Auf Herz und Nieren geprüft

Moderne Gastronomie soll ein Erlebnis bieten. Nicht ganz wie vorgesehen, ist das dem Fernweh-Autor Donat Blum kürzlich in Berlin widerfahren: Ein Drama mit Happy-End.

Könnte auch geschlossen sein. Und die Terrasse war es: Restaurant Herz & Niere in Berlin. Bild: Donat Blum

Donat Blum

Wir wollten mal wieder essen gehen. Nicht, dass das in Berlin so aussergewöhnlich wäre wie in der Schweiz. Aber Restaurants dürfen auch hier erst seit einigen Wochen wieder wirtschaften. Und meine Nächstbeziehungen und ich meiden meiner Vorerkrankung wegen nach Möglichkeit noch immer geschlossene Räume. In Restaurants essen wir seit Ausbruch der Pandemie, wenn überhaupt, dann draussen. Und das war auch an diesem Abend der Plan. Zudem sollte es wieder mal ein etwas spezielleres Restaurant werden. Preislich nicht abgehoben, aber mit Bewusstsein für Qualität.

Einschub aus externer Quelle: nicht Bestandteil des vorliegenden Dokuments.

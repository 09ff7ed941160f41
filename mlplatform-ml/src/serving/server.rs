//! HTTP surface of a hosted endpoint.
//!
//! Exposes the health and predict routes recorded at registration:
//! `GET /v1/models/<name>` and `POST /v1/models/<name>:predict`.

use crate::algorithms::Estimator;
use crate::data::dataset::{Cell, Dataset};
use crate::serving::registry::ServingModel;
use axum::{
    Json, Router,
    extract::State,
    http::StatusCode,
    response::{IntoResponse, Response},
    routing::{get, post},
};
use serde::{Deserialize, Serialize};
use serde_json::{Value, json};
use std::net::SocketAddr;
use std::sync::Arc;
use tower_http::trace::TraceLayer;

/// What a running endpoint serves.
#[derive(Debug, Clone)]
pub struct EndpointState {
    pub model_name: String,
    pub deployed_model_id: String,
    pub estimator: Estimator,
}

pub type SharedEndpoint = Arc<EndpointState>;

impl From<ServingModel> for EndpointState {
    fn from(serving: ServingModel) -> Self {
        Self {
            model_name: serving.model.display_name,
            deployed_model_id: serving.deployed.id,
            estimator: serving.file.estimator,
        }
    }
}

#[derive(Debug, Deserialize)]
pub struct PredictRequest {
    pub instances: Vec<Value>,
}

#[derive(Debug, Serialize, Deserialize)]
pub struct PredictResponse {
    pub predictions: Vec<Cell>,
    pub deployed_model_id: String,
}

#[derive(Debug, thiserror::Error)]
pub enum ServeError {
    #[error("Invalid request: {0}")]
    BadRequest(String),

    #[error("Prediction failed: {0}")]
    Prediction(String),
}

impl IntoResponse for ServeError {
    fn into_response(self) -> Response {
        let status = match &self {
            ServeError::BadRequest(_) => StatusCode::BAD_REQUEST,
            ServeError::Prediction(msg) => {
                tracing::error!(detail = %msg, "Prediction error");
                StatusCode::UNPROCESSABLE_ENTITY
            }
        };
        let body = Json(json!({
            "error": true,
            "message": self.to_string(),
        }));
        (status, body).into_response()
    }
}

/// Build the endpoint router for the model in `state`.
pub fn router(state: SharedEndpoint) -> Router {
    let health = format!("/v1/models/{}", state.model_name);
    let predict = format!("/v1/models/{}:predict", state.model_name);
    Router::new()
        .route(&health, get(health_handler))
        .route(&predict, post(predict_handler))
        .layer(TraceLayer::new_for_http())
        .with_state(state)
}

async fn health_handler(State(state): State<SharedEndpoint>) -> impl IntoResponse {
    Json(json!({
        "name": state.model_name,
        "ready": true,
        "deployed_model_id": state.deployed_model_id,
    }))
}

async fn predict_handler(
    State(state): State<SharedEndpoint>,
    Json(request): Json<PredictRequest>,
) -> Result<Json<PredictResponse>, ServeError> {
    let features = instances_to_dataset(&state.estimator, &request.instances)?;
    let predictions = state
        .estimator
        .predict(&features)
        .map_err(|e| ServeError::Prediction(e.to_string()))?;
    tracing::debug!(rows = predictions.len(), "Served predictions");
    Ok(Json(PredictResponse {
        predictions,
        deployed_model_id: state.deployed_model_id.clone(),
    }))
}

fn value_to_cell(value: Option<&Value>) -> Cell {
    match value {
        None | Some(Value::Null) => Cell::Missing,
        Some(Value::Number(n)) => n.as_f64().map_or(Cell::Missing, Cell::Number),
        Some(Value::String(s)) => Cell::Text(s.clone()),
        Some(other) => Cell::Text(other.to_string()),
    }
}

/// Instances are objects keyed by column name, or arrays in the model's
/// input column order.
fn instances_to_dataset(estimator: &Estimator, instances: &[Value]) -> Result<Dataset, ServeError> {
    if instances.is_empty() {
        return Err(ServeError::BadRequest("instances must not be empty".into()));
    }
    let columns: Vec<String> = estimator
        .transformer
        .input_columns()
        .into_iter()
        .map(str::to_string)
        .collect();

    let mut rows = Vec::with_capacity(instances.len());
    for (i, instance) in instances.iter().enumerate() {
        let row: Vec<Cell> = match instance {
            Value::Object(map) => columns.iter().map(|c| value_to_cell(map.get(c))).collect(),
            Value::Array(values) if values.len() == columns.len() => {
                values.iter().map(|v| value_to_cell(Some(v))).collect()
            }
            Value::Array(values) => {
                return Err(ServeError::BadRequest(format!(
                    "instance {i} has {} values, expected {}",
                    values.len(),
                    columns.len()
                )));
            }
            _ => {
                return Err(ServeError::BadRequest(format!(
                    "instance {i} must be an object or an array"
                )));
            }
        };
        rows.push(row);
    }
    Dataset::new(columns, rows).map_err(|e| ServeError::BadRequest(e.to_string()))
}

/// Serve an endpoint until the process is stopped.
pub async fn serve(state: SharedEndpoint, addr: SocketAddr) -> Result<(), std::io::Error> {
    let app = router(state.clone());
    let listener = tokio::net::TcpListener::bind(addr).await?;
    tracing::info!(%addr, model = %state.model_name, "Endpoint listening");
    axum::serve(listener, app).await?;
    Ok(())
}

#[cfg(test)]
mod tests {
    use super::*;
    use crate::artifact::ModelFile;
    use crate::serving::registry::tests::write_model_artifact;
    use axum::body::Body;
    use tempfile::TempDir;
    use tower::ServiceExt;

    fn endpoint() -> SharedEndpoint {
        let dir = TempDir::new().unwrap();
        let artifact = write_model_artifact(dir.path(), "model");
        let file = ModelFile::load(&artifact.model_path()).unwrap();
        Arc::new(EndpointState {
            model_name: "pet-adoption".into(),
            deployed_model_id: "dm-1".into(),
            estimator: file.estimator,
        })
    }

    async fn send(app: Router, req: axum::http::Request<Body>) -> (StatusCode, Value) {
        let resp = ServiceExt::<axum::http::Request<Body>>::oneshot(app, req)
            .await
            .unwrap();
        let status = resp.status();
        let body = axum::body::to_bytes(resp.into_body(), 100_000).await.unwrap();
        let json = serde_json::from_slice(&body).unwrap_or(Value::Null);
        (status, json)
    }

    fn predict_request(body: Value) -> axum::http::Request<Body> {
        axum::http::Request::builder()
            .method("POST")
            .uri("/v1/models/pet-adoption:predict")
            .header("content-type", "application/json")
            .body(Body::from(body.to_string()))
            .unwrap()
    }

    #[tokio::test]
    async fn test_health_route() {
        let req = axum::http::Request::builder()
            .uri("/v1/models/pet-adoption")
            .body(Body::empty())
            .unwrap();
        let (status, json) = send(router(endpoint()), req).await;
        assert_eq!(status, StatusCode::OK);
        assert_eq!(json["name"], "pet-adoption");
        assert_eq!(json["ready"], true);
    }

    #[tokio::test]
    async fn test_predict_objects_and_arrays() {
        let body = json!({
            "instances": [
                {"Age": 1, "Type": "Cat"},
                {"Age": 9, "Type": "Dog"},
            ]
        });
        let (status, json) = send(router(endpoint()), predict_request(body)).await;
        assert_eq!(status, StatusCode::OK);
        assert_eq!(json["predictions"], json!([1.0, 0.0]));
        assert_eq!(json["deployed_model_id"], "dm-1");

        // Arrays follow the input column order: numeric columns, then categorical.
        let body = json!({"instances": [[9, "Dog"]]});
        let (status, json) = send(router(endpoint()), predict_request(body)).await;
        assert_eq!(status, StatusCode::OK);
        assert_eq!(json["predictions"], json!([0.0]));
    }

    #[tokio::test]
    async fn test_predict_rejects_bad_instances() {
        let (status, _) = send(router(endpoint()), predict_request(json!({"instances": []}))).await;
        assert_eq!(status, StatusCode::BAD_REQUEST);

        let (status, _) =
            send(router(endpoint()), predict_request(json!({"instances": [[1]]}))).await;
        assert_eq!(status, StatusCode::BAD_REQUEST);

        let (status, json) = send(
            router(endpoint()),
            predict_request(json!({"instances": [{"Age": "old", "Type": "Cat"}]})),
        )
        .await;
        assert_eq!(status, StatusCode::UNPROCESSABLE_ENTITY);
        assert_eq!(json["error"], true);
    }

    #[tokio::test]
    async fn test_unknown_model_is_404() {
        let req = axum::http::Request::builder()
            .uri("/v1/models/other")
            .body(Body::empty())
            .unwrap();
        let (status, _) = send(router(endpoint()), req).await;
        assert_eq!(status, StatusCode::NOT_FOUND);
    }
}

Neue Restaurants auszuprobieren ist ein Hobby von uns dreien und insbesondere von mir. Mehrere Jahre habe ich in der Gastronomie gearbeitet – unter anderem in der Geschäftsführung einer Cateringfirma. Da gehörte gutes Essen als freundschaftliche Betriebsspionage und Entlöhnung durch Kost auf Spesen quasi mit dazu.

Mein Freund hatte online einen Tisch reserviert und den Wunsch nach einem Platz auf der Terrasse in den Bemerkungen angebracht. Mit zwei E-Rollern fuhren wir quer durch die Stadt. Der Himmel war bewölkt, grau und hin und wieder fielen einzelne Regentropfen – zu wenige, um das Wetter regnerisch zu nennen. Und es war warm genug, um die potenziellen Spritzer mit einer dünnen Jacke bekleidet wegstecken zu können. Die Restaurantterrassen unterwegs waren denn auch trotz unsicherem Wetter bevölkert, was die Vorfreude steigerte.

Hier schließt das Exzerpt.